Major talent acquisition opportunities are also presented by the downfall of Credit Suisse. “We have hired a number of bankers and I see more clients wanting a European alternative. This is a golden opportunity for Deutsche Bank,” predicts Mr de Sanctis.

He acknowledges many challenges, including introducing a “robust” risk and control framework to “manage intrinsic risk more holistically” for key clients attracted by the ‘one bank model’, which contributed to the Swiss bank’s demise. He is aware of detractors’ view that a European bank is doomed when competing with ‘US bulge bracket’ rivals in the American heartlands, but remains unperturbed. “We are a strong regional performer with a notable turnaround story,” he says.

“In the US we have a clear strategy to be a boutique provider to the UHNW segment”

“In the US we have a clear strategy to be a boutique provider to the UHNW segment,” focusing on discretionary portfolio management, advisory and capital markets business, with ambitions to grow “selectively” on the West Coast in Florida, as well as emerging Latin America.

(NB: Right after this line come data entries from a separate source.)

// ============================================================
// Layer 5 — Logistic Regression Module (Burn)
// ============================================================
// Multinomial logistic regression is a single linear layer
// followed by softmax:
//
//   logits = x · W + b        x: [batch, n_features]
//                             W: [n_features, n_classes]
//   p      = softmax(logits)  p: [batch, n_classes]
//
// Training objective (L2-regularised, C = inverse strength):
//
//   loss = mean_i CE(logits_i, y_i) + ‖W‖² / (2 · C · n)
//
// Weights start at zero so two fits on the same data are
// bit-for-bit identical; the problem is convex, so the
// starting point does not change where it converges.

use burn::{
    nn::{loss::CrossEntropyLossConfig, Initializer, Linear, LinearConfig},
    prelude::*,
};

use crate::error::ClassifierError;

// NOTE: #[derive(Config)] already generates Clone and Serialize/Deserialize
#[derive(Config, Debug)]
pub struct LogisticRegressionConfig {
    pub n_features: usize,
    pub n_classes:  usize,
}

impl LogisticRegressionConfig {
    pub fn init<B: Backend>(&self, device: &B::Device) -> LogisticRegression<B> {
        let linear = LinearConfig::new(self.n_features, self.n_classes)
            .with_initializer(Initializer::Zeros)
            .init(device);
        LogisticRegression { linear }
    }
}

#[derive(Module, Debug)]
pub struct LogisticRegression<B: Backend> {
    pub linear: Linear<B>,
}

impl<B: Backend> LogisticRegression<B> {
    /// x: [batch, n_features] → logits: [batch, n_classes]
    pub fn forward(&self, x: Tensor<B, 2>) -> Tensor<B, 2> {
        self.linear.forward(x)
    }

    /// Mean cross-entropy plus `l2 · ‖W‖²`. Bias is not penalised.
    pub fn forward_loss(
        &self,
        x:       Tensor<B, 2>,
        targets: Tensor<B, 1, Int>,
        l2:      f64,
    ) -> Tensor<B, 1> {
        let logits = self.forward(x);
        let ce = CrossEntropyLossConfig::new()
            .init(&logits.device())
            .forward(logits, targets);
        let penalty = self.linear.weight.val().powf_scalar(2.0).sum().mul_scalar(l2);
        ce + penalty
    }

    /// Copy the fitted parameters out of the backend.
    ///
    /// Returns `(weights, bias)` with `weights` row-major
    /// `[n_features][n_classes]` and `bias` of length `n_classes`.
    pub fn into_parameters(self) -> crate::error::Result<(Vec<f32>, Vec<f32>)> {
        let [_, n_classes] = self.linear.weight.val().dims();

        let weights = self
            .linear
            .weight
            .val()
            .into_data()
            .to_vec::<f32>()
            .map_err(|e| ClassifierError::Training(format!("cannot read weights: {e:?}")))?;

        let bias = match self.linear.bias {
            Some(bias) => bias
                .val()
                .into_data()
                .to_vec::<f32>()
                .map_err(|e| ClassifierError::Training(format!("cannot read bias: {e:?}")))?,
            None => vec![0.0; n_classes],
        };

        Ok((weights, bias))
    }
}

Keen to learn from predecessors’ mistakes, Mr de Sanctis refers to “competing initiatives in days gone by” at Deutsche Bank. “There was not enough focus on what would really move the needle,” he says. “This is completely different now,” with “laser focus on strategy, precise planning and exceptional execution”.

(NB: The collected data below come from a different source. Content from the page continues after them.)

// ============================================================
// Layer 1 — CLI / Presentation Layer
// ============================================================
// Parses arguments with clap and routes each subcommand to
// Layer 2 (or to the HTTP server). The CLI only routes and
// prints; it never computes.
//
//   generate → data::generator::write_corpus
//   train    → TrainUseCase
//   predict  → Inferencer
//   serve    → server::serve
//   start    → BootstrapUseCase, then server::serve
//
// Library errors are wrapped with anyhow context here.

pub mod commands;

use anyhow::{Context, Result};
use clap::Parser;
use tracing_subscriber::EnvFilter;
use commands::{Commands, GenerateArgs, PredictArgs, ServeArgs, StartArgs, TrainArgs};

use crate::config::AppConfig;

#[derive(Parser, Debug)]
#[command(
    name = "ticket-classifier",
    version,
    about = "Train a support-ticket classifier and serve its predictions over HTTP."
)]
pub struct Cli {
    #[command(subcommand)]
    pub command: Commands,
}

impl Cli {
    pub fn run(self) -> Result<()> {
        match self.command {
            Commands::Generate(args) => run_generate(args),
            Commands::Train(args)    => run_train(args),
            Commands::Predict(args)  => run_predict(args),
            Commands::Serve(args)    => run_serve(args),
            Commands::Start(args)    => run_start(args),
        }
    }
}

fn run_generate(args: GenerateArgs) -> Result<()> {
    use crate::data::generator;

    let rows = generator::write_corpus(&args.out, args.n_per_class, args.seed)
        .with_context(|| format!("cannot write corpus to '{}'", args.out.display()))?;
    println!("Wrote {} rows to {}", rows, args.out.display());
    Ok(())
}

fn run_train(args: TrainArgs) -> Result<()> {
    use crate::application::train_use_case::TrainUseCase;

    let data_path = args.data.data_path;
    let model_path = args.artifacts.model_path;
    let metrics_path = args.artifacts.metrics_path;

    let metrics = match TrainUseCase::new(args.hyper.into()).train_and_save(
        &data_path,
        &model_path,
        &metrics_path,
    ) {
        Ok(metrics) => metrics,
        Err(e) if e.is_not_found() => {
            anyhow::bail!("{e}. Run: ticket-classifier generate");
        }
        Err(e) => return Err(e).context("training failed"),
    };

    println!("{}", serde_json::to_string_pretty(&metrics)?);
    println!("Model saved to {}", model_path.display());
    Ok(())
}

fn run_predict(args: PredictArgs) -> Result<()> {
    use crate::ml::inferencer::Inferencer;

    let inferencer = match Inferencer::from_artifact(&args.model_path) {
        Ok(inferencer) => inferencer,
        Err(e) if e.is_not_found() => {
            anyhow::bail!("{e}. Run: ticket-classifier train");
        }
        Err(e) => return Err(e).context("cannot load model"),
    };

    let prediction = inferencer.predict(&args.text)?;
    println!("{}", serde_json::to_string(&prediction)?);
    Ok(())
}

fn run_serve(args: ServeArgs) -> Result<()> {
    block_on_server(args.app_config())
}

fn run_start(args: StartArgs) -> Result<()> {
    use crate::application::bootstrap::BootstrapUseCase;

    let config = args.app_config();
    let report = BootstrapUseCase::new(config.clone(), args.hyper.into(), args.n_per_class)
        .prepare()
        .context("cannot prepare corpus and model")?;
    tracing::info!(
        "Bootstrap done (generated corpus: {}, trained model: {})",
        report.generated,
        report.trained
    );

    block_on_server(config)
}

/// `base` (usually RUST_LOG) plus this crate's and the HTTP request
/// tracing at INFO.
pub fn log_filter(base: EnvFilter) -> Result<EnvFilter> {
    Ok(base
        .add_directive("ticket_classifier=info".parse()?)
        .add_directive("tower_http=info".parse()?))
}

/// The server is the only async part, so the runtime is built here.
fn block_on_server(config: AppConfig) -> Result<()> {
    let runtime = tokio::runtime::Builder::new_multi_thread()
        .enable_all()
        .build()
        .context("cannot start the async runtime")?;
    runtime
        .block_on(crate::server::serve(config))
        .context("server failed")
}

// ─── Unit Tests ───────────────────────────────────────────────────────────────
#[cfg(test)]
mod tests {
    use super::*;

    #[test]
    fn test_log_filter_enables_crate_and_request_tracing() {
        let filter = log_filter(EnvFilter::new("")).unwrap().to_string();
        assert!(filter.contains("ticket_classifier=info"));
        assert!(filter.contains("tower_http=info"));
    }
}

Family office capabilities

Painfully aware of areas that need improving and likely to swallow resources, he highlights “technology, internal processes, and a culture of excellence and accountability, in that order”. The bank needs to scale up in some areas, and “hone” its family office capabilities, he believes.

Transforming the German retail business is also key. “We’ve seen digitalisation success in our Spain, Italy and Belgium retail networks; we plan to leverage that playbook,” he explains, commenting on Germany’s “surprisingly” low rate of e-banking, including mobile penetration.

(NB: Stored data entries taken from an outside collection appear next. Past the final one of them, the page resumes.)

// ============================================================
// Layer 4 — Stratified Train/Test Splitter
// ============================================================
// Splits labelled items into a training set and a held-out test
// set while keeping every label's share the same in both.
//
// Sizes:
//   n_test  = ceil(test_fraction * n)
//   n_train = n - n_test
//   e.g. 30 items, 0.2 → 24 train / 6 test
//
// Per-label test counts:
//   Each label gets floor(n_test * count / n) test items, then the
//   leftover slots go to the labels with the largest fractional
//   remainder (ties → larger label, then alphabetical order).
//   So the per-label counts always add up to exactly n_test.
//
// Determinism:
//   A StdRng seeded from `seed` shuffles each label's items and then
//   both partitions. Same input + same seed → same split.
//
// Rejected inputs (InvalidInput):
//   - fewer than 2 distinct labels
//   - any label with fewer than 2 items
//   - either partition smaller than the number of labels

use std::collections::BTreeMap;

use rand::rngs::StdRng;
use rand::seq::SliceRandom;
use rand::SeedableRng;

use crate::error::{ClassifierError, Result};

/// Split `items` into `(train, test)` stratified on `label_of`.
pub fn stratified_split<T, F>(
    items:         Vec<T>,
    label_of:      F,
    test_fraction: f64,
    seed:          u64,
) -> Result<(Vec<T>, Vec<T>)>
where
    F: Fn(&T) -> &str,
{
    if !(test_fraction > 0.0 && test_fraction < 1.0) {
        return Err(ClassifierError::InvalidInput(format!(
            "test_fraction must be in (0, 1), got {test_fraction}"
        )));
    }

    // ── Group item indices by label (BTreeMap → stable label order) ─────────
    let mut groups: BTreeMap<String, Vec<usize>> = BTreeMap::new();
    for (i, item) in items.iter().enumerate() {
        groups.entry(label_of(item).to_string()).or_default().push(i);
    }

    if groups.len() < 2 {
        return Err(ClassifierError::InvalidInput(format!(
            "need at least 2 distinct labels to stratify, found {}",
            groups.len()
        )));
    }
    if let Some((label, idx)) = groups.iter().find(|(_, idx)| idx.len() < 2) {
        return Err(ClassifierError::InvalidInput(format!(
            "label '{label}' has only {} example(s); every label needs at least 2",
            idx.len()
        )));
    }

    let total   = items.len();
    let n_test  = ((total as f64) * test_fraction).ceil() as usize;
    let n_train = total - n_test;
    let n_class = groups.len();
    if n_test < n_class || n_train < n_class {
        return Err(ClassifierError::InvalidInput(format!(
            "split of {total} items into {n_train} train / {n_test} test \
             cannot hold all {n_class} labels in both partitions"
        )));
    }

    let allocation = allocate_test_counts(&groups, total, n_test);

    // ── Shuffle inside each label, take the test share off the front ─────────
    let mut rng = StdRng::seed_from_u64(seed);
    let mut train_idx = Vec::with_capacity(n_train);
    let mut test_idx  = Vec::with_capacity(n_test);

    for (label, mut idx) in groups {
        idx.shuffle(&mut rng);
        let take = allocation[&label];
        test_idx.extend_from_slice(&idx[..take]);
        train_idx.extend_from_slice(&idx[take..]);
    }

    // Interleave labels so neither partition is ordered by class
    train_idx.shuffle(&mut rng);
    test_idx.shuffle(&mut rng);

    // ── Move items into their partitions ─────────────────────────────────────
    let mut slots: Vec<Option<T>> = items.into_iter().map(Some).collect();
    let mut take_all = |idx: &[usize]| -> Vec<T> {
        idx.iter().filter_map(|&i| slots[i].take()).collect()
    };
    let train = take_all(train_idx.as_slice());
    let test  = take_all(test_idx.as_slice());

    tracing::debug!(
        "Stratified split: {} train, {} test across {} labels",
        train.len(),
        test.len(),
        n_class
    );

    Ok((train, test))
}

/// Per-label test counts by largest remainder, summing to `n_test`.
fn allocate_test_counts(
    groups: &BTreeMap<String, Vec<usize>>,
    total:  usize,
    n_test: usize,
) -> BTreeMap<String, usize> {
    let mut alloc: BTreeMap<String, usize> = BTreeMap::new();
    let mut remainders: Vec<(f64, usize, &str)> = Vec::with_capacity(groups.len());

    for (label, idx) in groups {
        let ideal = (n_test * idx.len()) as f64 / total as f64;
        let base  = ideal.floor() as usize;
        alloc.insert(label.clone(), base);
        remainders.push((ideal - base as f64, idx.len(), label.as_str()));
    }

    let assigned: usize = alloc.values().sum();
    remainders.sort_by(|a, b| {
        b.0.total_cmp(&a.0)
            .then_with(|| b.1.cmp(&a.1))
            .then_with(|| a.2.cmp(b.2))
    });
    for (_, _, label) in remainders.into_iter().take(n_test.saturating_sub(assigned)) {
        if let Some(count) = alloc.get_mut(label) {
            *count += 1;
        }
    }

    // Every label keeps at least one training example
    for (label, count) in alloc.iter_mut() {
        *count = (*count).min(groups[label].len() - 1);
    }
    alloc
}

“We want to transform the banking experience for German customers and digitalisaton is a key priority for us,” he says. “We need to focus on rebuilding trust with our customers, and take them on the digitalisation journey, where the hallmarks of success will be mobile banking, flagship branches, and service excellence.”

Commentators praise Mr de Sanctis’ industry knowledge, vision and ability to make tactical changes, while gaining trust internally and from external clients. But they warn of future banana skins. Gerard Aquilina, an independent consultant for family offices and former CEO in private banking describes Mr de Sanctis as a “capable captain”, steering the ship in the right direction, after many unsettling years of management changes. The challenge lies in keeping this stability, focusing on Asia, and improving cooperation between investment and private banking, to target younger entrepreneurs and single family offices.

Successful recruitment of senior relationship managers and a credible roadmap drawn while facing the parent bank’s “fundamental strategic challenges” is lauded by Ray Soudah, founder of M&A consultancy MilleniumAssociates. But to compete with UBS or Citi, he must compete on pricing and improving investment specialisation.

Setting out his stall early was a wise decision from Mr de Sanctis, believes Mr Cornwall. “His reaching out to entrepreneurs is definitely a smart move.”

Claudio de Sanctis won the award for Best Leader in Private Banking in this year’s Global Private Banking Awards.